NEW YORK -- As the 17th anniversary of the 9/11 terror attacks approaches next Tuesday, there is a startling new revelation: more than a dozen men who were near Ground Zero have breast cancer.
Jeffrey Flynn says he first noticed it about eight years ago.
"I pick the dog up one day and the dog hits my breast and I said wow that's weird. That hurt," he said.
And then about a year later he felt a lump.
"We're going swimming. We're going to the beach," said Flynn. "I took my shirt off and my wife said oh my God, your left nipple is inverting. She said 'you're going to the doctor when we get back.'"
The East Meadow man says there is no cancer in his family. Yet he was diagnosed with Stage 3 breast cancer.

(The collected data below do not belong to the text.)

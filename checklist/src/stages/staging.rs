//! Staging stage: pipelines, infrastructure as code, and pre-release ops.

use crate::stages::{category, item, StageProvider};
use crate::types::{Category, EnvName, Subcategory};

/// Provider for the staging stage.
pub struct StagingStage;

impl StageProvider for StagingStage {
    fn stage(&self) -> EnvName {
        EnvName::Staging
    }

    fn categories(&self) -> Vec<Category> {
        let stage = self.stage();
        vec![
            category(
                "c_stg_cicd",
                "stg-cicd",
                "CI/CD & Deployment",
                "Pipelines, Automation, Deploy to Staging",
                1,
                stage,
            ),
            category(
                "c_stg_iac",
                "stg-iac",
                "Infrastructure as Code",
                "Terraform, K8s, Drift Detection",
                2,
                stage,
            ),
            category(
                "c_stg_ops",
                "stg-ops",
                "Advanced DevOps",
                "Orchestration, Load Testing, Chaos",
                3,
                stage,
            ),
        ]
    }

    fn subcategories(&self) -> Vec<Subcategory> {
        let stage = self.stage();
        vec![
            item("s_stg_pipe", "c_stg_cicd", "gh-actions", "Full CI Pipeline (GitHub Actions)", true, stage),
            item("s_stg_auto", "c_stg_cicd", "auto-test-ci", "Automated Testing in CI", true, stage),
            item("s_stg_bg", "c_stg_cicd", "blue-green-stg", "Blue-Green Deployment Test", false, stage),
            item("s_stg_tf", "c_stg_iac", "terraform", "Terraform/Pulumi Apply", true, stage),
            item("s_stg_k8s", "c_stg_iac", "k8s-stg", "Kubernetes Cluster (Staging)", true, stage),
            item("s_stg_load", "c_stg_ops", "load-test", "Load Testing (k6/JMeter)", true, stage),
            item("s_stg_pen", "c_stg_ops", "pentest", "Security Penetration Test", true, stage),
        ]
    }
}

"After all the blood flushed out of your face you know I'm like are you sure?", said Flynn. "He says, of course, we're sure. Absolutely. He says you gotta make an appointment. He says you gotta come in. We gotta set you up for a mastectomy."
Flynn spent months around Ground Zero after 9/11. That's how he thinks he got it.
He was an account manager for data-storage company Dell EMC assigned to Goldman Sachs.
He retired early because of his health problems. He received a six-figure award from the September 11th Victim Compensation Fund, and the World Trade Center Health Program is helping cover the co-pays for his medications.
"This is cancer on steroids. It is fast. It is aggressive and it is deadly," said his attorney Michael Barasch, who says it's not just first responders on the pile who need to get checked.
And those who were down there should get checked before the victims compensation fund closes in two years.
"Male breast cancer is incredibly rare," said Barasch. "Only 1 in 100,000 men get it. There were 300,000 men down at Ground Zero or around Lower Manhattan, so that means only 3 of them should have had it. My law firm alone represents 15 guys with male breast cancer. It is staggering."
As for Flynn, after undergoing chemo he thought the worst was over but three years later, the same cancer returned.
Deemed inoperable, he is now on medication for the rest of his life.
"I did not know men could get breast cancer. I'm being perfectly honest. I just did not know," said Flynn.